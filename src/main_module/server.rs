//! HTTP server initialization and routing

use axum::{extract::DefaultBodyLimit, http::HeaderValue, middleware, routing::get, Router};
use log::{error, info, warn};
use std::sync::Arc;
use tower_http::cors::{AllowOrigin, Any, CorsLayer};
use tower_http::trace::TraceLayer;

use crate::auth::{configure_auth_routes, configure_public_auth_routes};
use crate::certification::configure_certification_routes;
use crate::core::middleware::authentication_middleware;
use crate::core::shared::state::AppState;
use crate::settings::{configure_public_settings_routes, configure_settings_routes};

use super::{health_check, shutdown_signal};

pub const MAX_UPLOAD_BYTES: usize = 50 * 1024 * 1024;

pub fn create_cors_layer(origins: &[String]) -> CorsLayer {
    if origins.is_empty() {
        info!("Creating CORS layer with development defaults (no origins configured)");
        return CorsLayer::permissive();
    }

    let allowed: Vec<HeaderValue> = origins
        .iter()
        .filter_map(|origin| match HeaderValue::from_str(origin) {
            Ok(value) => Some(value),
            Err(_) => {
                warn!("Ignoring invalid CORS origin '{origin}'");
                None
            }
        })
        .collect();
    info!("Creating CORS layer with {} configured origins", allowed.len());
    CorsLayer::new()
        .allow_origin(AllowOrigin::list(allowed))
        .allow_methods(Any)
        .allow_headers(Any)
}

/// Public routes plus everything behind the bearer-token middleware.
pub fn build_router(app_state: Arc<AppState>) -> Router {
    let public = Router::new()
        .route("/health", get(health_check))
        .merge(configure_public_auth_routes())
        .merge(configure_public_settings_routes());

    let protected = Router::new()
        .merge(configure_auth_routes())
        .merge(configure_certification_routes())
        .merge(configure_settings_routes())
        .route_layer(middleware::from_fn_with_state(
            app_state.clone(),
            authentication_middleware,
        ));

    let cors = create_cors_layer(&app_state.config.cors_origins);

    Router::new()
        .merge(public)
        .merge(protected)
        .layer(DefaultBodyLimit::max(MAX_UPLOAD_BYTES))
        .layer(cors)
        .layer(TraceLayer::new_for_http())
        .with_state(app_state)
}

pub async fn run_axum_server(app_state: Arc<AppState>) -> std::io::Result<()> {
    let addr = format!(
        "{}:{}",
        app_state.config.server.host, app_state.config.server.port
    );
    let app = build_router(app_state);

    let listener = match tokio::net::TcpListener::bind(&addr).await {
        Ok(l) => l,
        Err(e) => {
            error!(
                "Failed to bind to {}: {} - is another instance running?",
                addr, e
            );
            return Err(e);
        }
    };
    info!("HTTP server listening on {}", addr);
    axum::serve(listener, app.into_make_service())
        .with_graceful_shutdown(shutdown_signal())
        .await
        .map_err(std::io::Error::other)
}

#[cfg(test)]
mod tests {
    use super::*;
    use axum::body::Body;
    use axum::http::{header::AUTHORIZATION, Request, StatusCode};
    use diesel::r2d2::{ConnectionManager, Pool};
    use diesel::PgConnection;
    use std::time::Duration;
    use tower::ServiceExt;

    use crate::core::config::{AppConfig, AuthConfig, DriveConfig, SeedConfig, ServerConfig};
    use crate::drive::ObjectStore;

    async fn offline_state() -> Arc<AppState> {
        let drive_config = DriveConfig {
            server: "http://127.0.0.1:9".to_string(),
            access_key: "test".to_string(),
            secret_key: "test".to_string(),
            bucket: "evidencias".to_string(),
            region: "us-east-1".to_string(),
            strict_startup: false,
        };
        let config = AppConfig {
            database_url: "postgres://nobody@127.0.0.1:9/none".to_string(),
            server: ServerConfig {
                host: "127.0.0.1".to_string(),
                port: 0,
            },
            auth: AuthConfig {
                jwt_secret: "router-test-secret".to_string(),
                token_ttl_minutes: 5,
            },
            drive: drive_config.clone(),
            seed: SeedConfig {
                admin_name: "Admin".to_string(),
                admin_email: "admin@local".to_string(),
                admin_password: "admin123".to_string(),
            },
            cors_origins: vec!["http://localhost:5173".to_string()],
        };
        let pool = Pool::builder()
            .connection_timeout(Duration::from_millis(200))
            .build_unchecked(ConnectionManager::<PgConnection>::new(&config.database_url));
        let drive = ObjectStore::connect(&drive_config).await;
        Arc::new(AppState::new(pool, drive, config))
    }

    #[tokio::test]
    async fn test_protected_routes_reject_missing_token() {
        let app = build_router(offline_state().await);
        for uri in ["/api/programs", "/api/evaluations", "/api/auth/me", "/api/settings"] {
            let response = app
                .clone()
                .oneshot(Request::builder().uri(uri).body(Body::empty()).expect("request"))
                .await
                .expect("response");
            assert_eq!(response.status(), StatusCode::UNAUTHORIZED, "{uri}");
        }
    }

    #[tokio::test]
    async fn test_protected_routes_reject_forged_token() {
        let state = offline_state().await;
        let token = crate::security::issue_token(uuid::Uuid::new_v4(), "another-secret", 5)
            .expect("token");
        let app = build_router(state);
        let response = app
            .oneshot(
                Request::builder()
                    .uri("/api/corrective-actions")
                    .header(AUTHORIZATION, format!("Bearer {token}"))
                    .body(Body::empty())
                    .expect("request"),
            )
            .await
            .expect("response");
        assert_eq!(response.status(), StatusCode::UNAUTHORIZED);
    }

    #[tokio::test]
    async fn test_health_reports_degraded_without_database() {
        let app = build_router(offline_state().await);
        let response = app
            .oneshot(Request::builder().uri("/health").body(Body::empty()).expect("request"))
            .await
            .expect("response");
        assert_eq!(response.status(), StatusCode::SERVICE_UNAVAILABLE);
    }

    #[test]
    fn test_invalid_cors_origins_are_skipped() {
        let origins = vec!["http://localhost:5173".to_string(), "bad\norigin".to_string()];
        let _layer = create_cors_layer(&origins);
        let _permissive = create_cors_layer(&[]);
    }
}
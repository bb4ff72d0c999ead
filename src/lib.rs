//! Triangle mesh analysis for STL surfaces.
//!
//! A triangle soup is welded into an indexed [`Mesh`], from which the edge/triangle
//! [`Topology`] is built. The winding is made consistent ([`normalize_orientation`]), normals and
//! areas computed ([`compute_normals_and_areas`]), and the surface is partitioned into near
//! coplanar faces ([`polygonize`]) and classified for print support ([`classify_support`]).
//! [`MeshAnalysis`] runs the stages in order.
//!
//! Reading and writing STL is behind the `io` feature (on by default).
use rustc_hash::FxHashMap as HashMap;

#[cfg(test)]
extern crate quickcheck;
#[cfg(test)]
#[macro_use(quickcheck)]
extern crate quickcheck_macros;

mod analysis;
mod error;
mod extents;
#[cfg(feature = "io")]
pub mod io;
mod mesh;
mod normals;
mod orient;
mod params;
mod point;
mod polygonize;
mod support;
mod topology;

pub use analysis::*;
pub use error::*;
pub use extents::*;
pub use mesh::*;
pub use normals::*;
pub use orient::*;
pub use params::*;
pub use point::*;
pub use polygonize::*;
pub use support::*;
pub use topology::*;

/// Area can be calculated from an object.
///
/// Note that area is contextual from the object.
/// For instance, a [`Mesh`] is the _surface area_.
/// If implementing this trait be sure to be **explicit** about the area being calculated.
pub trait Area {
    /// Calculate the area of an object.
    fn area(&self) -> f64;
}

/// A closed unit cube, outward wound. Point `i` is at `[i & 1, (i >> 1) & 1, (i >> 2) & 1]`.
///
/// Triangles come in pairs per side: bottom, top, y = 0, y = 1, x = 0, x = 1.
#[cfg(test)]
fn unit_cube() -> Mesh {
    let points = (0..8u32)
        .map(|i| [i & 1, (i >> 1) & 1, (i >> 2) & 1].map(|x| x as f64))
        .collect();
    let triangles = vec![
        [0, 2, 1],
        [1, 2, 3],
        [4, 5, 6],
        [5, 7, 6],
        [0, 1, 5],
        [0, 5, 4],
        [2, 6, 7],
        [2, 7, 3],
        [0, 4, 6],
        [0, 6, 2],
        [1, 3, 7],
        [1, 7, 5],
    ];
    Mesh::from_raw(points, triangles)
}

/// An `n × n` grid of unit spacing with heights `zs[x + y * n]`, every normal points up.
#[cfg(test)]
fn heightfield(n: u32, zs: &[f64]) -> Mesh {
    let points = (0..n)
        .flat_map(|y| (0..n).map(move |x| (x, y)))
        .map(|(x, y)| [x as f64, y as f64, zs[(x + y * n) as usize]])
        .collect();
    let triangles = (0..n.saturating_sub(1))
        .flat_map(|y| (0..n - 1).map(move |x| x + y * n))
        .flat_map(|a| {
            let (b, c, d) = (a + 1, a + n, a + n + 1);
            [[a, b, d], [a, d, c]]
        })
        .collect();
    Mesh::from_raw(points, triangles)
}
+===+
▸ BRIEF: Show all lines above containing "calculated".

▸ TASK OUTPUT:
/// Area can be calculated from an object.
/// If implementing this trait be sure to be **explicit** about the area being calculated.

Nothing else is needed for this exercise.